Ensuite, la pureté des isolements subcellulaires individuels a été évaluée. Semblable aux résultats présentés à la figure 3A, les échantillons +ROS manquaient de signaux pour l’actine, le cytochrome C et Gß5S tout en affichant un signal Gß5L fort (figure 5). Cette découverte montre un manque de contamination par d’autres compartiments subcellulaires dans notre préparation d’échantillon +ROS. La teneur en protéines de la couche subcellulaire suivante de la tige, l’isolement +RIS, a ensuite été évaluée. Nous avons constaté que l’échantillon +RIS était positif pour Cyt C, Gß5L et actine. Cette découverte est cohérente avec la composition connue de RIS, qui est riche en mitochondries et en éléments cytosquelettiques. La couche finale, l’isolat -OIS, avait des distributions protéiques cohérentes avec les échantillons -ROS montrés à la figure 3A.
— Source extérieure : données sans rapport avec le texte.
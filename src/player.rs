//! Now-playing context
//!
//! One explicit [`Player`] per app instance holds the current podcast track
//! and playback position. Actual media decoding is someone else's job; this
//! only tracks what the controls show.

use crate::models::PodcastView;

/// Seconds skipped by [`Player::skip_back`]
pub const SKIP_BACK_SECS: u32 = 15;

/// The track being played
#[derive(Debug, Clone, PartialEq, Eq)]
pub struct Track {
    /// Podcast id
    pub id: String,
    /// Title
    pub title: String,
    /// Creator name
    pub artist: String,
    /// Cover URL
    pub cover_url: String,
    /// Video URL
    pub media_url: Option<String>,
    /// Length in seconds
    pub duration_secs: u32,
}

impl From<&PodcastView> for Track {
    fn from(podcast: &PodcastView) -> Self {
        Self {
            id: podcast.id.clone(),
            title: podcast.title.clone(),
            artist: podcast.artist.clone(),
            cover_url: podcast.cover_url.clone(),
            media_url: podcast.media_url.clone(),
            duration_secs: podcast.duration_secs,
        }
    }
}

/// Playback state
#[derive(Debug, Clone, Default, PartialEq, Eq)]
pub struct Player {
    current: Option<Track>,
    playing: bool,
    position_secs: u32,
}

impl Player {
    /// Idle player
    pub fn new() -> Self {
        Self::default()
    }

    /// Current track
    pub const fn current(&self) -> Option<&Track> {
        self.current.as_ref()
    }

    /// Whether playback is running
    pub const fn is_playing(&self) -> bool {
        self.playing
    }

    /// Playback position in seconds
    pub const fn position(&self) -> u32 {
        self.position_secs
    }

    /// Start a track from the beginning. Playing the current track again
    /// just resumes it.
    pub fn play(&mut self, track: Track) {
        if self.current.as_ref().is_some_and(|t| t.id == track.id) {
            self.playing = true;
            return;
        }
        tracing::debug!("Now playing {}", track.title);
        self.current = Some(track);
        self.position_secs = 0;
        self.playing = true;
    }

    /// Toggle play/pause; no-op without a track
    pub fn toggle(&mut self) {
        if self.current.is_some() {
            self.playing = !self.playing;
        }
    }

    /// Pause playback
    pub fn pause(&mut self) {
        self.playing = false;
    }

    /// Jump to `secs`, clamped to the track length
    pub fn seek(&mut self, secs: u32) {
        let max = self.current.as_ref().map_or(0, |t| t.duration_secs);
        self.position_secs = secs.min(max);
    }

    /// Advance the clock. Playback stops at the end of the track.
    pub fn tick(&mut self, secs: u32) {
        if !self.playing {
            return;
        }
        self.seek(self.position_secs.saturating_add(secs));
        if self
            .current
            .as_ref()
            .is_some_and(|t| self.position_secs >= t.duration_secs)
        {
            self.playing = false;
        }
    }

    /// Rewind by [`SKIP_BACK_SECS`]
    pub fn skip_back(&mut self) {
        self.seek(self.position_secs.saturating_sub(SKIP_BACK_SECS));
    }

    /// Drop the current track
    pub fn stop(&mut self) {
        *self = Self::default();
    }

    /// `elapsed / total` label
    pub fn progress_label(&self) -> String {
        let total = self.current.as_ref().map_or(0, |t| t.duration_secs);
        format!("{} / {}", format_time(self.position_secs), format_time(total))
    }
}

/// Format seconds as `m:ss`
pub fn format_time(secs: u32) -> String {
    format!("{}:{:02}", secs / 60, secs % 60)
}

#[cfg(test)]
mod tests {
    use super::*;

    fn track(id: &str, duration_secs: u32) -> Track {
        Track {
            id: id.into(),
            title: "Episode".into(),
            artist: "Ada".into(),
            cover_url: String::new(),
            media_url: None,
            duration_secs,
        }
    }

    #[test]
    fn test_format_time() {
        assert_eq!(format_time(0), "0:00");
        assert_eq!(format_time(65), "1:05");
        assert_eq!(format_time(3600), "60:00");
    }

    #[test]
    fn test_seek_is_clamped() {
        let mut player = Player::new();
        player.seek(30);
        assert_eq!(player.position(), 0);

        player.play(track("a", 100));
        player.seek(500);
        assert_eq!(player.position(), 100);
        player.seek(40);
        player.skip_back();
        assert_eq!(player.position(), 25);
        player.seek(10);
        player.skip_back();
        assert_eq!(player.position(), 0);
    }

    #[test]
    fn test_tick_stops_at_end() {
        let mut player = Player::new();
        player.play(track("a", 10));
        player.tick(4);
        assert_eq!(player.progress_label(), "0:04 / 0:10");
        player.tick(20);
        assert_eq!(player.position(), 10);
        assert!(!player.is_playing());
    }

    #[test]
    fn test_replaying_same_track_resumes() {
        let mut player = Player::new();
        player.play(track("a", 100));
        player.tick(30);
        player.toggle();
        assert!(!player.is_playing());

        player.play(track("a", 100));
        assert!(player.is_playing());
        assert_eq!(player.position(), 30);

        player.play(track("b", 50));
        assert_eq!(player.position(), 0);
        assert_eq!(player.current().unwrap().id, "b");
    }
}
Pour évaluer davantage l’utilité de notre méthode de pelage du ruban adhésif dans l’étude des compositions protéiques des compartiments subcellulaires des bâtonnets, nous avons spécifiquement examiné l’immunoréactivité de la rhodopsine kinase (GRK1) et de la protéine kinase C-alpha (PKCα) dans nos échantillons +ROS, +RIS et -OIS. Différentes méthodes expérimentales, telles que l’immunocytochimie (ICC) et le transfert western, donnent souvent des résultats contradictoires sur la localisation précise de ces protéines dans les bâtonnets et la rétine. GrK1, par exemple, est considéré comme relativement abondant dans la tige et le cône OS pour médier la phosphorylation des opsines activées par la lumière29. Cependant, l’immunomarquage des tranches rétiniennes a révélé la localisation de GRK1 soit spécifiquement dans l’OS30,31, soit dans toute la couche de photorécepteurs32. PKCα, d’autre part, est une protéine qui est couramment utilisée pour ICC pour marquer les cellules bipolaires. Malgré l’absence de preuves claires d’immunomarquage de pkCα spécifique à la tige dans les tranches rétiniennes25, il existe des preuves biochimiques 24,25 et fonctionnelles 33,34,35 qui soutiennent la présence et le rôle phosphorylant de PKCα dans le ROS. En utilisant notre technique, nous avons constaté que l’immunoréactivité GRK1 était plus intense dans les échantillons +ROS dans la rétine exposée à la lumière et était absente dans les échantillons -OIS (Figure 6A). Inversement, nous montrons que les échantillons +ROS et +RIS affichaient un faible signal pour PKCα. Comme on peut le voir à la figure 6B, la PKCα n’est généralement pas détectée dans le ROS ou le RIS par coloration par immunofluorescence des sections rétiniennes. Cependant, PKCα a été immunodétecté par transfert western (Figure 6A,D). Étant donné que les isolations +ROS et +RIS affichent un signal Gß5L fort et une absence de Gß5S (Figure 6A), nous sommes convaincus que le signal PKCα faible dans les échantillons ROS et RIS est authentique et non dû à une contamination provenant d’autres couches. Pour visualiser les signaux individuels dans les isolements +ROS, +RIS et -OIS, les transferts GRK1 et PKCα ont été combinés et tracés à des fins de comparaison (Figure 6C).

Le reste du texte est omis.